[THE DATA]
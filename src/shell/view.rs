use tokio::time::Instant;

use crate::coordinator::{CoordinatorSnapshot, CoordinatorUpdate};
use crate::intervention::InterventionStage;
use crate::models::{ChatRole, SensorConfiguration};
use crate::narration::NarrationSnapshot;
use crate::sensing::MoodSummary;
use crate::tutor::Explanation;

fn on_off(value: bool) -> &'static str {
    if value {
        "on"
    } else {
        "off"
    }
}

fn sensors(config: &SensorConfiguration) -> String {
    format!(
        "camera {} / mic {} ({:?})",
        on_off(config.camera_on),
        on_off(config.mic_on),
        config.endpoint()
    )
}

/// Text for one coordinator update, or `None` when nothing needs printing.
///
/// Assistant messages are skipped here; they appear through the narration
/// reveal instead.
pub fn render_update(update: &CoordinatorUpdate) -> Option<String> {
    let line = match update {
        CoordinatorUpdate::Reading(reading) => format!(
            "{} {} [{:?}]",
            reading.label.emoji(),
            reading.label,
            reading.source
        ),
        CoordinatorUpdate::SensorsChanged(config) => format!("sensors: {}", sensors(config)),
        CoordinatorUpdate::StageChanged(stage) => match stage {
            InterventionStage::Idle => "assistant closed".to_string(),
            InterventionStage::Confirming => return None,
            InterventionStage::Active => "assistant open".to_string(),
        },
        CoordinatorUpdate::ConfirmPrompt { label, text } => {
            format!("{} {text} (yes/no)", label.emoji())
        }
        CoordinatorUpdate::Message(message) => match message.role {
            ChatRole::User => format!("you: {}", message.text),
            ChatRole::Assistant => return None,
        },
        CoordinatorUpdate::Explanation(explanation) => render_explanation(explanation),
        CoordinatorUpdate::Mood(summary) => render_mood(summary),
        CoordinatorUpdate::BreathingStarted { quote, seconds } => {
            format!("breathe with me for {seconds}s\n  \"{quote}\"")
        }
        CoordinatorUpdate::BreathingFinished => "breathing exercise complete".to_string(),
        CoordinatorUpdate::BreathingStopped => "breathing exercise stopped".to_string(),
        CoordinatorUpdate::Quotes(quotes) if quotes.is_empty() => "no calming quotes".to_string(),
        CoordinatorUpdate::Quotes(quotes) => quotes
            .iter()
            .enumerate()
            .map(|(index, quote)| format!("{}. {quote}", index + 1))
            .collect::<Vec<_>>()
            .join("\n"),
        CoordinatorUpdate::Notice(text) => format!("! {text}"),
    };
    Some(line)
}

fn render_explanation(explanation: &Explanation) -> String {
    let mut out = format!("== {} ==", explanation.title);
    if !explanation.key_concepts.is_empty() {
        out.push_str(&format!("\nkey concepts: {}", explanation.key_concepts.join(", ")));
    }
    for example in &explanation.examples {
        out.push_str(&format!("\n-- {} --\n{}", example.title, example.code));
    }
    for (step, item) in explanation.learning_path.iter().enumerate() {
        out.push_str(&format!("\n{}. {item}", step + 1));
    }
    out
}

fn render_mood(summary: &MoodSummary) -> String {
    let Some(dominant) = summary.dominant else {
        return "no mood history yet".to_string();
    };
    let counts = summary
        .counts
        .iter()
        .map(|(label, count)| format!("{label} x{count}"))
        .collect::<Vec<_>>()
        .join(", ");
    format!("mostly {} {dominant} ({counts})", dominant.emoji())
}

pub fn render_status(snapshot: &CoordinatorSnapshot) -> String {
    let mut lines = vec![
        format!("stage: {:?}", snapshot.stage()),
        format!("sensors: {}", sensors(&snapshot.sensors)),
    ];
    if let Some(reading) = &snapshot.last_reading {
        lines.push(format!("last reading: {} {}", reading.label.emoji(), reading.label));
    }
    if snapshot.trigger.triggered {
        lines.push("trigger cooling down".to_string());
    }
    if let Some(session) = &snapshot.session {
        lines.push(format!(
            "session {} ({} messages)",
            session.id,
            snapshot.transcript.len()
        ));
    }
    if snapshot.breathing.is_running() {
        lines.push(format!(
            "breathing: {}s left",
            snapshot.breathing.remaining_secs(Instant::now())
        ));
    }
    if snapshot.pending_requests > 0 {
        lines.push(format!("waiting on {} request(s)", snapshot.pending_requests));
    }
    lines.join("\n")
}

/// Tracks how much of the live narration has been printed so the reveal
/// can be streamed to a terminal.
#[derive(Debug, Default)]
pub struct RevealPrinter {
    section_id: Option<String>,
    text: String,
    printed: usize,
}

impl RevealPrinter {
    pub fn new() -> Self {
        Self::default()
    }

    /// Returns the text to write for `snapshot`: a fresh line when the job
    /// changed, then any newly revealed characters.
    pub fn advance(&mut self, snapshot: &NarrationSnapshot) -> String {
        let mut out = String::new();
        if snapshot.section_id != self.section_id || snapshot.text != self.text {
            if self.printed > 0 {
                out.push('\n');
            }
            self.section_id = snapshot.section_id.clone();
            self.text = snapshot.text.clone();
            self.printed = 0;
            if self.section_id.is_none() {
                return out;
            }
            out.push_str("tutor: ");
        }

        if snapshot.revealed > self.printed {
            out.extend(
                snapshot
                    .text
                    .chars()
                    .skip(self.printed)
                    .take(snapshot.revealed - self.printed),
            );
            self.printed = snapshot.revealed;
            if snapshot.is_complete() {
                out.push('\n');
            }
        }
        out
    }
}
pub mod debouncer;
pub mod messages;
pub mod state;

pub use debouncer::{Trigger, TriggerDebouncer, TriggerState};
pub use messages::{confirm_prompt, opening_message, DEFAULT_GREETING};
pub use state::{ActiveSession, InterventionMachine, InterventionStage, SessionOrigin};
//! Logging macros gated by a per-module `ENABLE_LOGS` switch.
//!
//! Chatty modules (the poll loop, the narration worker, the coordinator)
//! declare the switch once and log through these macros, so a single edit
//! silences a module without touching `RUST_LOG`:
//!
//! ```ignore
//! const ENABLE_LOGS: bool = true;
//!
//! use crate::{log_debug, log_info};
//!
//! log_info!("sensor configuration changed");
//! ```

/// `log::info!` when the calling module's `ENABLE_LOGS` is set.
#[macro_export]
macro_rules! log_info {
    ($($arg:tt)*) => {
        if ENABLE_LOGS {
            log::info!($($arg)*);
        }
    };
}

/// `log::warn!` when the calling module's `ENABLE_LOGS` is set.
#[macro_export]
macro_rules! log_warn {
    ($($arg:tt)*) => {
        if ENABLE_LOGS {
            log::warn!($($arg)*);
        }
    };
}

/// `log::error!` when the calling module's `ENABLE_LOGS` is set.
#[macro_export]
macro_rules! log_error {
    ($($arg:tt)*) => {
        if ENABLE_LOGS {
            log::error!($($arg)*);
        }
    };
}

/// `log::debug!` when the calling module's `ENABLE_LOGS` is set. Used for
/// per-tick and per-character chatter.
#[macro_export]
macro_rules! log_debug {
    ($($arg:tt)*) => {
        if ENABLE_LOGS {
            log::debug!($($arg)*);
        }
    };
}
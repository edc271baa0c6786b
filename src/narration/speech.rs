use std::path::Path;
use std::process::Stdio;

use anyhow::{bail, Context, Result};
use async_trait::async_trait;
use tokio::process::Command;
use tokio::sync::oneshot;

use crate::settings::SpeechBackendSettings;

use super::voice::Voice;

#[derive(Debug, Clone, PartialEq)]
pub struct Utterance {
    pub text: String,
    pub voice: Option<Voice>,
    pub rate: f32,
    pub pitch: f32,
    pub volume: f32,
}

impl Utterance {
    pub fn new(text: impl Into<String>, voice: Option<Voice>) -> Self {
        Self {
            text: text.into(),
            voice,
            rate: 0.8,
            pitch: 1.0,
            volume: 0.8,
        }
    }
}

/// A text-to-speech capability.
///
/// `speak` resolves when playback ends. Dropping the future must silence the
/// utterance; `started` is signalled once audio output begins.
#[async_trait]
pub trait SpeechSynthesizer: Send + Sync {
    fn is_supported(&self) -> bool;

    async fn voices(&self) -> Result<Vec<Voice>>;

    async fn speak(&self, utterance: Utterance, started: oneshot::Sender<()>) -> Result<()>;
}

/// Speaks through an espeak-compatible command line program.
pub struct CommandSpeech {
    program: String,
    args: Vec<String>,
    available: bool,
}

impl CommandSpeech {
    pub fn new(settings: &SpeechBackendSettings) -> Self {
        Self {
            available: settings.enabled && program_on_path(&settings.program),
            program: settings.program.clone(),
            args: settings.args.clone(),
        }
    }

    fn command(&self) -> Command {
        let mut command = Command::new(&self.program);
        command
            .args(&self.args)
            .stdin(Stdio::null())
            .stdout(Stdio::null())
            .stderr(Stdio::null())
            .kill_on_drop(true);
        command
    }
}

fn program_on_path(program: &str) -> bool {
    let direct = Path::new(program);
    if direct.components().count() > 1 {
        return direct.is_file();
    }
    std::env::var_os("PATH")
        .map(|paths| std::env::split_paths(&paths).any(|dir| dir.join(program).is_file()))
        .unwrap_or(false)
}

/// Parses `espeak --voices` output:
/// `Pty Language Age/Gender VoiceName File Other Languages`.
fn parse_voice_listing(listing: &str) -> Vec<Voice> {
    listing
        .lines()
        .skip(1)
        .filter_map(|line| {
            let fields: Vec<&str> = line.split_whitespace().collect();
            match fields.as_slice() {
                [_, language, _, name, ..] => Some(Voice::new(*name, *language)),
                _ => None,
            }
        })
        .collect()
}

#[async_trait]
impl SpeechSynthesizer for CommandSpeech {
    fn is_supported(&self) -> bool {
        self.available
    }

    async fn voices(&self) -> Result<Vec<Voice>> {
        let output = Command::new(&self.program)
            .arg("--voices")
            .stdin(Stdio::null())
            .output()
            .await
            .with_context(|| format!("failed to run {} --voices", self.program))?;
        if !output.status.success() {
            bail!("{} --voices exited with {}", self.program, output.status);
        }
        Ok(parse_voice_listing(&String::from_utf8_lossy(&output.stdout)))
    }

    async fn speak(&self, utterance: Utterance, started: oneshot::Sender<()>) -> Result<()> {
        let words_per_minute = (175.0 * utterance.rate).round() as u32;
        let pitch = (50.0 * utterance.pitch).clamp(0.0, 99.0).round() as u32;
        let amplitude = (100.0 * utterance.volume).clamp(0.0, 200.0).round() as u32;

        let mut command = self.command();
        command
            .arg("-s")
            .arg(words_per_minute.to_string())
            .arg("-p")
            .arg(pitch.to_string())
            .arg("-a")
            .arg(amplitude.to_string());
        if let Some(voice) = &utterance.voice {
            command.arg("-v").arg(&voice.name);
        }
        command.arg(&utterance.text);

        let mut child = command
            .spawn()
            .with_context(|| format!("failed to start {}", self.program))?;
        let _ = started.send(());

        let status = child.wait().await.context("speech process failed")?;
        if !status.success() {
            bail!("{} exited with {}", self.program, status);
        }
        Ok(())
    }
}

/// Used when speech is disabled; narration degrades to text only.
pub struct SilentSpeech;

#[async_trait]
impl SpeechSynthesizer for SilentSpeech {
    fn is_supported(&self) -> bool {
        false
    }

    async fn voices(&self) -> Result<Vec<Voice>> {
        Ok(Vec::new())
    }

    async fn speak(&self, _utterance: Utterance, _started: oneshot::Sender<()>) -> Result<()> {
        bail!("speech synthesis is not available")
    }
}
pub mod logging;
pub mod timer;

pub use timer::TimerSlot;
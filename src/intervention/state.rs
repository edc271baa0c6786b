use chrono::{DateTime, Utc};
use serde::Serialize;
use uuid::Uuid;

use crate::models::EmotionLabel;

#[derive(Debug, Clone, Copy, PartialEq, Eq, Default, Serialize)]
#[serde(rename_all = "camelCase")]
pub enum InterventionStage {
    #[default]
    Idle,
    Confirming,
    Active,
}

#[derive(Debug, Clone, Copy, PartialEq, Eq, Serialize)]
#[serde(rename_all = "camelCase", tag = "kind", content = "label")]
pub enum SessionOrigin {
    Emotion(EmotionLabel),
    Manual,
}

impl SessionOrigin {
    pub fn label(&self) -> Option<EmotionLabel> {
        match self {
            SessionOrigin::Emotion(label) => Some(*label),
            SessionOrigin::Manual => None,
        }
    }
}

#[derive(Debug, Clone, PartialEq, Eq, Serialize)]
#[serde(rename_all = "camelCase")]
pub struct ActiveSession {
    pub id: Uuid,
    pub origin: SessionOrigin,
    pub opened_at: DateTime<Utc>,
}

impl ActiveSession {
    fn open(origin: SessionOrigin) -> Self {
        Self {
            id: Uuid::new_v4(),
            origin,
            opened_at: Utc::now(),
        }
    }
}

#[derive(Debug, Clone, PartialEq, Eq)]
enum Phase {
    /// `pending` holds a trigger waiting out its grace period.
    Idle { pending: Option<EmotionLabel> },
    Confirming { label: EmotionLabel },
    Active(ActiveSession),
}

/// The three-stage intervention lifecycle.
///
/// Transitions that do not apply to the current stage are rejected and leave
/// the machine untouched, so late timers and repeated closes are no-ops.
#[derive(Debug)]
pub struct InterventionMachine {
    phase: Phase,
}

impl Default for InterventionMachine {
    fn default() -> Self {
        Self::new()
    }
}

impl InterventionMachine {
    pub fn new() -> Self {
        Self {
            phase: Phase::Idle { pending: None },
        }
    }

    pub fn stage(&self) -> InterventionStage {
        match self.phase {
            Phase::Idle { .. } => InterventionStage::Idle,
            Phase::Confirming { .. } => InterventionStage::Confirming,
            Phase::Active(_) => InterventionStage::Active,
        }
    }

    pub fn session(&self) -> Option<&ActiveSession> {
        match &self.phase {
            Phase::Active(session) => Some(session),
            _ => None,
        }
    }

    pub fn is_current_session(&self, id: Uuid) -> bool {
        self.session().map(|s| s.id == id).unwrap_or(false)
    }

    pub fn pending_label(&self) -> Option<EmotionLabel> {
        match self.phase {
            Phase::Idle { pending } => pending,
            _ => None,
        }
    }

    pub fn confirming_label(&self) -> Option<EmotionLabel> {
        match self.phase {
            Phase::Confirming { label } => Some(label),
            _ => None,
        }
    }

    /// Records a trigger whose popup is shown once the grace period ends.
    /// Only an idle machine without a pending trigger accepts it.
    pub fn begin_grace(&mut self, label: EmotionLabel) -> bool {
        match self.phase {
            Phase::Idle { pending: None } => {
                self.phase = Phase::Idle {
                    pending: Some(label),
                };
                true
            }
            _ => false,
        }
    }

    pub fn grace_elapsed(&mut self) -> Option<EmotionLabel> {
        match self.phase {
            Phase::Idle {
                pending: Some(label),
            } => {
                self.phase = Phase::Confirming { label };
                Some(label)
            }
            _ => None,
        }
    }

    pub fn accept(&mut self) -> Option<&ActiveSession> {
        let Phase::Confirming { label } = self.phase else {
            return None;
        };
        self.phase = Phase::Active(ActiveSession::open(SessionOrigin::Emotion(label)));
        self.session()
    }

    pub fn decline(&mut self) -> bool {
        self.dismiss_popup()
    }

    /// Silence counts as a decline.
    pub fn confirm_timed_out(&mut self) -> bool {
        self.dismiss_popup()
    }

    fn dismiss_popup(&mut self) -> bool {
        if matches!(self.phase, Phase::Confirming { .. }) {
            self.phase = Phase::Idle { pending: None };
            true
        } else {
            false
        }
    }

    /// Opens a session directly. A pending grace period or an open popup is
    /// superseded; an already active session is kept.
    pub fn open_manual(&mut self) -> Option<&ActiveSession> {
        if matches!(self.phase, Phase::Active(_)) {
            return None;
        }
        self.phase = Phase::Active(ActiveSession::open(SessionOrigin::Manual));
        self.session()
    }

    /// Returns the closed session, or `None` when already idle.
    pub fn close(&mut self) -> Option<ActiveSession> {
        match std::mem::replace(&mut self.phase, Phase::Idle { pending: None }) {
            Phase::Active(session) => Some(session),
            other => {
                self.phase = other;
                None
            }
        }
    }

    /// Drops a trigger still waiting out its grace period.
    pub fn cancel_pending(&mut self) -> bool {
        match self.phase {
            Phase::Idle { pending: Some(_) } => {
                self.phase = Phase::Idle { pending: None };
                true
            }
            _ => false,
        }
    }
}
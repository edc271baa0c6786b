pub mod backend;
pub mod controller;
pub mod history;
pub mod loop_worker;
pub mod source;

pub use backend::{EmotionBackend, HttpEmotionBackend, SensorKind};
pub use controller::SensingController;
pub use history::{summarize, EmotionRecord, MoodSummary};
pub use loop_worker::{PollTiming, PolledReading};
pub use source::EmotionSource;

[DIRECTIONS] All lines in the records above with "printed" need to be found and copied.

[SOLUTION FOR THIS PROBLEM]
/// Tracks how much of the live narration has been printed so the reveal
    printed: usize,
            if self.printed > 0 {
            self.printed = 0;
        if snapshot.revealed > self.printed {
                    .skip(self.printed)
                    .take(snapshot.revealed - self.printed),
            self.printed = snapshot.revealed;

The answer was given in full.